Showing how close the world is to becoming free of poverty is an important feat. By implication, the importance of poverty measurement increases hand in hand. The so-called dollar-a-day approach, used by global institutions to track global poverty since 1990, has been shown to suffer from a high degree of uncertainty, and that it fails to track comparable living standards across countries, and across time (Reddy and Pogge, 2010; Moatsos, 2016; Allen, 2017).

High uncertainty means that we cannot be reasonably certain about the extent to which the situation on a global scale is improving or becoming worse across consecutive years. It also implies a large degree of uncertainty in the geographical spread of poverty across the globe. The lack of comparability of living standards that the international poverty line actually tracks across time and countries, does not allow much confidence when we are interested in the relative degree of progress across countries and across time.

A thought experiment can be telling of what is basically wrong with the method used by the World Bank to track global poverty.

Measurement is a very appealing idea. It certainly feels that we know something better if we can measure it. But the degree to which something is measurable and to what extent, can be deceiving. Millennium and Sustainable Development Goals encapsulated the assumption that poverty can be measured from a global standpoint. Despite how debatable that premise may be, the dollar-a-day methodology falls short in its task in several serious ways. Despite its jumpy and inconsistent nature, it supports the illusion that we do know the exact extent of global poverty across countries.

On this the World Bank Commission on Global Poverty was not silent, but issued a recommendation advising the World Bank to establish cooperation in order to capture the uncertainty in the global poverty estimates in a “total-error” approach framework. However, beyond acknowledging the utmost importance of this recommendation, the World Bank, decided not to follow up on this in the foreseeable future (World Bank, 2016).

What is wrong?

A thought experiment can be telling of what is basically wrong with the method used by the World Bank to track global poverty. Many national statistical authorities across the world are working meticulously in order to improve their methods to capture poverty within their jurisdiction. One such development is to tailor the poverty lines they are using across household types in terms of composition, and across geographical regions in terms of price levels. This goes in the direction of tailoring the reference poverty line, which is calculated from first principles, according to the socio-economic realities of the household under examination. This is a process within the spirit of the Amartya Sen’s capabilities approach, which is arguably the most accepted reference theory on poverty conceptualization and measurement that we have.
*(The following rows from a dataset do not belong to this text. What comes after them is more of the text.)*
//! Client-facing commands executed through core operations.
//!
//! A command knows how to build a core operation and how to map the operation's result onto the
//! types its callers work with. [`GenericCommand`] does the rest: it hands the operation to a
//! [`Cluster`] through the entry point matching its kind and adapts the resulting future.

use crate::adapter::{adapt, CommandFuture};
use crate::cluster::Cluster;
use crate::convert::{Converter, Identity};
use crate::error::{ConversionError, Error};
use crate::future::Outcome;
use crate::operation::Operation;
use crate::queue::{Delivery, ResultQueue};
use crate::tracing_shim::debug;
use futures::{Stream, StreamExt as _};
use std::fmt;
use std::sync::Arc;
use std::time::Duration;

/// Builds a fresh core operation each time a command is executed.
///
/// Builders validate their arguments when they are configured, so building never fails.
pub trait BuildOperation: Send + Sync {
    /// The core result of the operation.
    type Response: Send + Sync + 'static;
    /// The core description of what was asked.
    type Info: Send + Sync + 'static;

    /// Build the operation to execute.
    fn build_operation(&self) -> Operation<Self::Response, Self::Info>;
}

/// A command whose result is the core result of its operation mapped through two converters.
pub struct GenericCommand<B, R, I>
where
    B: BuildOperation,
{
    builder: B,
    response_converter: Arc<dyn Converter<B::Response, R>>,
    info_converter: Arc<dyn Converter<B::Info, I>>,
}

impl<B> GenericCommand<B, B::Response, B::Info>
where
    B: BuildOperation,
    B::Response: Clone,
    B::Info: Clone,
{
    /// A command returning the core result and info unchanged.
    #[inline]
    pub fn new(builder: B) -> Self {
        Self::with_converters(builder, Arc::new(Identity), Arc::new(Identity))
    }
}

impl<B, R, I> GenericCommand<B, R, I>
where
    B: BuildOperation,
    R: Send + Sync + 'static,
    I: Send + Sync + 'static,
{
    /// A command mapping the core result and info through the given converters.
    #[inline]
    pub fn with_converters(
        builder: B,
        response_converter: Arc<dyn Converter<B::Response, R>>,
        info_converter: Arc<dyn Converter<B::Info, I>>,
    ) -> Self {
        Self {
            builder,
            response_converter,
            info_converter,
        }
    }

    /// The builder the command's operations are built from.
    #[inline]
    pub const fn builder(&self) -> &B {
        &self.builder
    }

    /// Execute the command, returning a future for its client-typed result.
    ///
    /// Streaming operations are submitted through the cluster's streaming entry point, all others
    /// through the unary one. Cancelling the returned future cancels the operation.
    pub fn execute_async<C>(&self, cluster: &C) -> CommandFuture<R, I>
    where
        C: Cluster,
    {
        let core = match self.builder.build_operation() {
            Operation::Unary(op) => {
                debug!(operation = ?op, "submitting unary operation");
                cluster.execute(op)
            }
            Operation::Streaming(op) => {
                debug!(operation = ?op, "submitting streaming operation");
                cluster.execute_streaming(op)
            }
        };
        adapt(
            &core,
            Arc::clone(&self.response_converter),
            Arc::clone(&self.info_converter),
        )
    }

    /// Execute the command and wait for its result.
    #[cfg_attr(feature = "tracing", tracing::instrument(skip_all))]
    pub async fn execute<C>(&self, cluster: &C) -> Outcome<R, I>
    where
        C: Cluster,
        R: Clone,
        I: Clone,
    {
        self.execute_async(cluster).await
    }

    /// Execute a command whose operation streams its results.
    ///
    /// Returns the command future along with the partial results, each converted through the
    /// command's response converter as it is consumed. The future completes with the converted
    /// empty aggregate once every partial result has been queued.
    ///
    /// Fails with [`Error::InvalidArgument`] if the operation does not stream its results, in
    /// which case nothing is sent.
    pub fn execute_streaming<C>(
        &self,
        cluster: &C,
    ) -> Result<(CommandFuture<R, I>, ChunkedResults<B::Response, R>), Error>
    where
        C: Cluster,
    {
        let Operation::Streaming(mut op) = self.builder.build_operation() else {
            return Err(Error::invalid_argument(
                "the operation is answered by a single message and cannot stream results",
            ));
        };
        let Some(queue) = op.take_results() else {
            return Err(Error::invalid_argument(
                "the operation buffers its results; enable streaming on its builder",
            ));
        };

        debug!(operation = ?op, "submitting streaming operation");
        let core = cluster.execute_streaming(op);
        let future = adapt(
            &core,
            Arc::clone(&self.response_converter),
            Arc::clone(&self.info_converter),
        );
        let results = ChunkedResults {
            queue,
            converter: Arc::clone(&self.response_converter),
        };
        Ok((future, results))
    }
}

impl<B, R, I> fmt::Debug for GenericCommand<B, R, I>
where
    B: BuildOperation + fmt::Debug,
{
    fn fmt(&self, f: &mut fmt::Formatter<'_>) -> fmt::Result {
        f.debug_struct("GenericCommand")
            .field("builder", &self.builder)
            .finish_non_exhaustive()
    }
}

/// A read-only view of a [`ResultQueue`] that converts each partial result as it is taken.
///
/// Converting a chunk does not affect the chunks after it: a chunk the converter rejects is
/// reported in its place and the view carries on.
pub struct ChunkedResults<S, D> {
    queue: ResultQueue<S>,
    converter: Arc<dyn Converter<S, D>>,
}

impl<S, D> ChunkedResults<S, D> {
    /// Block until the next delivery.
    pub fn recv(&mut self) -> Delivery<Result<D, ConversionError>> {
        let delivery = self.queue.recv();
        self.convert(delivery)
    }

    /// Block until the next delivery or until `timeout` elapses, returning `None` on timeout.
    pub fn recv_timeout(
        &mut self,
        timeout: Duration,
    ) -> Option<Delivery<Result<D, ConversionError>>> {
        let delivery = self.queue.recv_timeout(timeout)?;
        Some(self.convert(delivery))
    }

    /// Whether the terminal marker has been observed.
    #[inline]
    pub const fn is_terminated(&self) -> bool {
        self.queue.is_terminated()
    }

    /// Consume the view from async code. Must be polled within a tokio runtime.
    pub fn into_stream(self) -> impl Stream<Item = Result<D, Error>> + Send
    where
        S: Send + 'static,
        D: 'static,
    {
        let converter = self.converter;
        self.queue
            .into_stream()
            .map(move |chunk| -> Result<D, Error> { Ok(converter.convert(&chunk?)?) })
    }

    fn convert(&self, delivery: Delivery<S>) -> Delivery<Result<D, ConversionError>> {
        match delivery {
            Delivery::Chunk(chunk) => Delivery::Chunk(self.converter.convert(&chunk)),
            Delivery::Finished => Delivery::Finished,
            Delivery::Failed(error) => Delivery::Failed(error),
        }
    }
}

impl<S, D> Iterator for ChunkedResults<S, D> {
    type Item = Result<D, Error>;

    fn next(&mut self) -> Option<Self::Item> {
        let chunk = self.queue.next()?;
        Some(chunk.and_then(|chunk| Ok(self.converter.convert(&chunk)?)))
    }
}

impl<S, D> fmt::Debug for ChunkedResults<S, D> {
    fn fmt(&self, f: &mut fmt::Formatter<'_>) -> fmt::Result {
        f.debug_struct("ChunkedResults")
            .field("queue", &self.queue)
            .finish_non_exhaustive()
    }
}
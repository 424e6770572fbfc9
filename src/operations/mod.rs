//! Core operations, speaking the node's protocol types.

pub mod list_buckets;
pub mod ts;

use crate::error::Error;
use std::time::Duration;

/// The timeout carried in a request, in whole milliseconds.
fn timeout_millis(timeout: Duration) -> Result<u32, Error> {
    match u32::try_from(timeout.as_millis()) {
        Ok(0) => Err(Error::invalid_argument(
            "timeout must be at least one millisecond",
        )),
        Ok(millis) => Ok(millis),
        Err(_) => Err(Error::invalid_argument(format!(
            "timeout of {timeout:?} does not fit in a request"
        ))),
    }
}
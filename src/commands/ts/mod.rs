//! Time-series commands.

pub mod fetch;
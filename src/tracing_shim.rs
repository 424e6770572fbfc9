//! Logging macros for operation lifecycles, backed by `tracing` when the `tracing` feature is
//! enabled and compiled away otherwise.
//!
//! Import from here rather than from `tracing` so that call sites need no `#[cfg]`. The
//! `#[instrument]` attribute is the exception and is written as
//! `#[cfg_attr(feature = "tracing", tracing::instrument)]`.

#![allow(unused_imports, unused_macros, dead_code)]

#[cfg(feature = "tracing")]
pub(crate) use tracing::{debug, debug_span, error, trace, warn};
#[cfg(feature = "tracing")]
pub(crate) use tracing_futures::Instrument;

#[cfg(not(feature = "tracing"))]
macro_rules! event {
    ($($x:tt)*) => {};
}

#[cfg(not(feature = "tracing"))]
macro_rules! event_span {
    ($($x:tt)*) => {
        ()
    };
}

#[cfg(not(feature = "tracing"))]
pub(crate) use {
    event as debug, event as error, event as trace, event as warn, event_span as debug_span,
};

/// Stand-in for `tracing_futures::Instrument` that leaves the future untouched.
#[cfg(not(feature = "tracing"))]
pub(crate) trait Instrument: Sized {
    fn instrument(self, span: ()) -> Self;
}

#[cfg(not(feature = "tracing"))]
impl<T> Instrument for T {
    fn instrument(self, _: ()) -> Self {
        self
    }
}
The dollar-a-day method, on the contrary, does the exact opposite, by building a one-size fits all poverty line (literally, i.e. every person on the planet), which in the last two updates has moved towards separate poverty lines across large groups of countries). The method assumes that one monetary value is able to reflect purchasing power differences across all individual households all over the world.

[M]easurement of global poverty appears to be a domain where institutional inertia and pristine methodological recommendations tend to clash.

There are two reasons for why this is a heroic assumption. On the one hand, the International Comparison Program producing the (so-called purchasing power parity or PPP) exchange rates that try to correct for purchasing power differences across countries, does not have this kind of mandate. Its efforts focus upon relating economies in terms of GDP, and the representative (i.e. average) household in terms of consumption. On the other hand, it has never been demonstrated that a particular dollar value (in PPP terms or otherwise) allows for achieving comparable living standards across countries. The opposite has been shown instead, at least in terms of subsistence poverty (Moatsos, 2016).

However, an additional reason takes priority in explaining the problem. The vast variability in the monetary value of the underlying national poverty lines used in producing the dollar-a-day poverty lines is key in making the method unstable and imprecise. 1For instance, the relative standard deviation across the national poverty lines underlying the current $3/day international poverty line is higher than 50%.

Recent research by the European Commission’s Joint Research Center (Menyhert et al., 2025; Menyhert, 2025) has shown that comparable poverty lines across EU member states that achieve comparable living standards vary considerably (in PPP terms). It can be easily shown (Figure 1) that the results would differ starkly per country should we use a single European poverty line instead, following the dollar-a-day method’s core idea. Figure 1 shows how large the differences are in terms of the actual country specific poverty line estimated by the EU’s Measuring and monitoring absolute poverty (ABSPO) project, against an iPL style poverty line across the entire group (such line has a value of $21.82/day in 2021 PPP dollars).

Figure 1: Demonstrating the differences between the poverty rates produced by the food-based approach of constructing comparable poverty lines across European countries (ABSPO, on x-axis) and the poverty rates produced using the approach of constructing the international poverty line (taking the median across countries in the same income group; in this case all high income countries) using the ABSPO poverty lines as the underlying data.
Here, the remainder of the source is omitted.